Musings on Stay-at-Home Moms and Feminism
I have an opinion about stay-at-home moms and feminism that will absolutely ruffle the feathers of one group of women.
Gabby and I were watching season seven of Love Is Blind at home the other night. I’ve written previously about my thoughts on the show and how I like the concept but I’m somewhat concerned about its commercialization of marriage as an institution and how religious couples tend to do better than non-religious ones. You can read that here if it tickles your fancy.
But I digress.
We were watching an episode the other night… One of the new wives was getting lunch with her newfound mother- and sister-in-law. They were discussing children, marriage, and the work/life balance. The in-law women were sharing their enjoyment of having been and currently being stay-at-home moms and how much they loved it. The new wife visibly recoiled and said, “That’s great and all for you guys, but I would shoot myself in the head if I had to stay at home not work.”
Gabby and I were talking about this when we watched it and I kind of just continued to muse about it long after we finished the episode.
I know and have met a lot of stay-at-home moms (SAHMs). My mom was a SAHM, my aunt was a SAHM, most of my secondary and tertiary relatives are SAHMs, many of my coworkers’ wives’ are and have been SAHMs, and many of the patients and their assorted family members I’ve dealt with on the ambulance and in the ER over the years have been SAHMs. They’re everywhere.

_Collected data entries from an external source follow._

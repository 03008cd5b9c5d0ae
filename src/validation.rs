//! Form validation

use std::fmt;

use smallvec::SmallVec;
use thiserror::Error;

/// Form fields that can carry a validation error.
#[derive(Debug, Clone, Copy, PartialEq, Eq, Hash)]
pub enum Field {
    /// Contact or recipient name
    Name,

    /// Email address
    Email,

    /// Company name
    Company,

    /// Phone number
    Phone,

    /// Free-form message
    Message,

    /// Street address
    Address,

    /// City
    City,

    /// Country
    Country,
}

impl Field {
    /// Stable identifier used for form element ids.
    pub fn key(self) -> &'static str {
        match self {
            Field::Name => "name",
            Field::Email => "email",
            Field::Company => "company",
            Field::Phone => "phone",
            Field::Message => "message",
            Field::Address => "address",
            Field::City => "city",
            Field::Country => "country",
        }
    }

    /// Human readable label.
    pub fn label(self) -> &'static str {
        match self {
            Field::Name => "Name",
            Field::Email => "Email",
            Field::Company => "Company",
            Field::Phone => "Phone",
            Field::Message => "Message",
            Field::Address => "Address",
            Field::City => "City",
            Field::Country => "Country",
        }
    }
}

impl fmt::Display for Field {
    fn fmt(&self, f: &mut fmt::Formatter<'_>) -> fmt::Result {
        f.write_str(self.label())
    }
}

/// A single invalid field.
#[derive(Debug, Clone, PartialEq, Eq, Error)]
pub enum FieldError {
    /// The field was empty or whitespace.
    #[error("{0} is required")]
    Required(Field),

    /// The email address is not of the form `local@domain.tld`.
    #[error("Please enter a valid email address")]
    InvalidEmail,
}

impl FieldError {
    /// Field this error belongs to.
    pub fn field(&self) -> Field {
        match self {
            FieldError::Required(field) => *field,
            FieldError::InvalidEmail => Field::Email,
        }
    }
}

/// Every field error found in one validation pass.
#[derive(Debug, Clone, PartialEq, Eq, Default, Error)]
#[error("{} field(s) need attention", .errors.len())]
pub struct ValidationErrors {
    errors: SmallVec<[FieldError; 4]>,
}

impl ValidationErrors {
    /// Record an error.
    pub fn push(&mut self, error: FieldError) {
        self.errors.push(error);
    }

    /// Record [`FieldError::Required`] when `value` is blank.
    pub fn require(&mut self, field: Field, value: &str) {
        if value.trim().is_empty() {
            self.push(FieldError::Required(field));
        }
    }

    /// Require an email and check its format.
    pub fn require_email(&mut self, value: &str) {
        let value = value.trim();

        if value.is_empty() {
            self.push(FieldError::Required(Field::Email));
        } else if !is_valid_email(value) {
            self.push(FieldError::InvalidEmail);
        }
    }

    /// First error recorded for `field`.
    pub fn for_field(&self, field: Field) -> Option<&FieldError> {
        self.errors.iter().find(|error| error.field() == field)
    }

    /// Errors in the order they were found.
    pub fn iter(&self) -> impl Iterator<Item = &FieldError> {
        self.errors.iter()
    }

    /// Number of errors.
    pub fn len(&self) -> usize {
        self.errors.len()
    }

    /// Whether validation passed.
    pub fn is_empty(&self) -> bool {
        self.errors.is_empty()
    }

    /// `Ok` when nothing was recorded.
    ///
    /// # Errors
    ///
    /// Returns `self` if any field error was recorded.
    pub fn into_result(self) -> Result<(), Self> {
        if self.is_empty() { Ok(()) } else { Err(self) }
    }
}

/// Loose `local@domain.tld` check with no whitespace.
pub fn is_valid_email(email: &str) -> bool {
    if email.chars().any(char::is_whitespace) {
        return false;
    }

    let Some((local, domain)) = email.split_once('@') else {
        return false;
    };

    if local.is_empty() || domain.contains('@') {
        return false;
    }

    domain
        .rsplit_once('.')
        .is_some_and(|(host, tld)| !host.is_empty() && !tld.is_empty())
}

#[cfg(test)]
mod tests {
    use super::*;

    #[test]
    fn accepts_plain_addresses() {
        assert!(is_valid_email("vault@aurum.ae"));
        assert!(is_valid_email("first.last+gold@mail.example.com"));
    }

    #[test]
    fn rejects_malformed_addresses() {
        for email in [
            "",
            "vault",
            "@aurum.ae",
            "vault@",
            "vault@aurum",
            "vault@.ae",
            "vault@aurum.",
            "va ult@aurum.ae",
            "a@b@aurum.ae",
        ] {
            assert!(!is_valid_email(email), "{email} should be rejected");
        }
    }

    #[test]
    fn collects_every_error() {
        let mut errors = ValidationErrors::default();

        errors.require(Field::Name, "  ");
        errors.require_email("not-an-email");
        errors.require(Field::Message, "Hello");

        assert_eq!(errors.len(), 2);
        assert_eq!(
            errors.for_field(Field::Email),
            Some(&FieldError::InvalidEmail)
        );
        assert_eq!(
            errors.for_field(Field::Name),
            Some(&FieldError::Required(Field::Name))
        );
        assert!(errors.for_field(Field::Message).is_none());
    }

    #[test]
    fn blank_email_is_required_not_invalid() {
        let mut errors = ValidationErrors::default();

        errors.require_email(" ");

        assert_eq!(
            errors.iter().collect::<Vec<_>>(),
            [&FieldError::Required(Field::Email)]
        );
    }

    #[test]
    fn empty_errors_are_ok() {
        assert_eq!(ValidationErrors::default().into_result(), Ok(()));
    }

    #[test]
    fn messages_name_the_field() {
        assert_eq!(
            FieldError::Required(Field::Company).to_string(),
            "Company is required"
        );
    }
}
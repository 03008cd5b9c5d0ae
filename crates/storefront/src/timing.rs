//! Timers for background tasks.

use leptos::{prelude::*, task};

/// Counter that invalidates in-flight tasks when bumped.
///
/// A task captures the current value when it starts and checks it after
/// every await; tasks from an older generation stop without touching state.
#[derive(Debug, Clone, Copy)]
pub struct Generation {
    current: RwSignal<u64>,
}

impl Generation {
    /// Fresh counter owned by the current reactive scope.
    pub fn new() -> Self {
        Self {
            current: RwSignal::new(0),
        }
    }

    /// Invalidate every running task and return the new generation.
    pub fn bump(self) -> u64 {
        self.current
            .try_update(|generation| {
                *generation = generation.saturating_add(1);
                *generation
            })
            .unwrap_or(u64::MAX)
    }

    /// Generation new tasks should capture.
    pub fn run_id(self) -> u64 {
        self.current.try_get_untracked().unwrap_or(u64::MAX)
    }

    /// Whether a task started at `run_id` may still write.
    ///
    /// A disposed counter (the owning component was torn down) is never
    /// current.
    pub fn is_current(self, run_id: u64) -> bool {
        self.current.try_get_untracked() == Some(run_id)
    }

    /// Bump the counter when the owning component is cleaned up.
    pub fn cancel_on_cleanup(self) {
        on_cleanup(move || {
            self.bump();
        });
    }
}

impl Default for Generation {
    fn default() -> Self {
        Self::new()
    }
}

/// Resolve after `delay_ms` using the browser's `setTimeout`.
#[cfg(target_arch = "wasm32")]
pub async fn wait_for_timeout(delay_ms: i32) {
    use js_sys::{Function, Promise};
    use wasm_bindgen::{JsCast, JsValue, closure::Closure};
    use wasm_bindgen_futures::JsFuture;

    let mut executor = move |resolve: Function, _reject: Function| {
        let Some(window) = web_sys::window() else {
            resolve.call0(&JsValue::NULL).ok();
            return;
        };

        let callback = Closure::once_into_js(move || {
            resolve.call0(&JsValue::NULL).ok();
        });

        window
            .set_timeout_with_callback_and_timeout_and_arguments_0(
                callback.unchecked_ref(),
                delay_ms,
            )
            .ok();
    };

    let promise = Promise::new(&mut executor);
    JsFuture::from(promise).await.ok();
}

/// Yield once; native builds have no browser timer.
#[cfg(not(target_arch = "wasm32"))]
pub async fn wait_for_timeout(_delay_ms: i32) {
    task::tick().await;
}

/// Spawn `future` on the UI thread.
pub fn spawn<F>(future: F)
where
    F: Future<Output = ()> + 'static,
{
    task::spawn_local(future);
}

#[cfg(test)]
mod tests {
    use super::*;

    #[test]
    fn bump_invalidates_older_runs() {
        let generation = Generation::new();
        let first = generation.run_id();

        assert!(generation.is_current(first));

        let second = generation.bump();

        assert!(!generation.is_current(first));
        assert!(generation.is_current(second));
    }

    #[test]
    fn disposed_generation_is_never_current() {
        let generation = Generation::new();
        let run_id = generation.run_id();

        generation.current.dispose();

        assert!(!generation.is_current(run_id));
    }
}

When I’ve talked to them about their stay-at-home statuses (long before Gabby and I watched this episode), literally all of them have said some variant of, “Oh, it certainly has its hard and stressful days but I absolutely love it and would never want to do anything else. Raising my kids and making a home is where I know I belong. I’ve found my calling and it’s this.”
That segment in the episode caused me to realize a couple of things.
1) The only women I’ve ever actually heard say they wouldn’t want to be SAHMs don’t have kids. Even the married working moms I know have nearly all said, “If I didn’t have to work for financial reasons, I would be a stay-at-home mom.”
2) Feminism lied to everyone.
The culture is saturated with this lie from feminism that says the ultimate life fulfillment for women is authenticity, which is found in the workplace and by acting like men by attaining vocational success, working 80-hour weeks, having meaningless casual sexual encounters, frivolous relationships, and then maybe settling down eventually, after all of the work stuff has been achieved and definitely after the age of 35. This lie is everywhere; it’s on TV, movies, social media, college as legitimate credited courses, music, books, and all over the place on everydayfeminism.com.
One awful example of this that comes to mind is Rachel Hollis in her Girl series of books (you can read my reviews here). In both books, but particularly in Girl, Stop Apologizing, she legitimately boasts on multiple occasions that she intentionally isn’t a SAHM because she wanted to prove to her kids that women can be über successful business tycoons and also implied that women who don’t follow her example aren’t being authentic to themselves, which is the primary goal of life.
Anyway, ever since I made this connection after watching that episode I can’t help but notice the night-and-day difference between the two groups of women now. When I compare the women I’ve met who have believed the lie of feminism to the SAHMs I know and have met over the years, the ones who seem to be most fulfilled, joyful, and content with their lives are easily the SAHMs by a mile every time.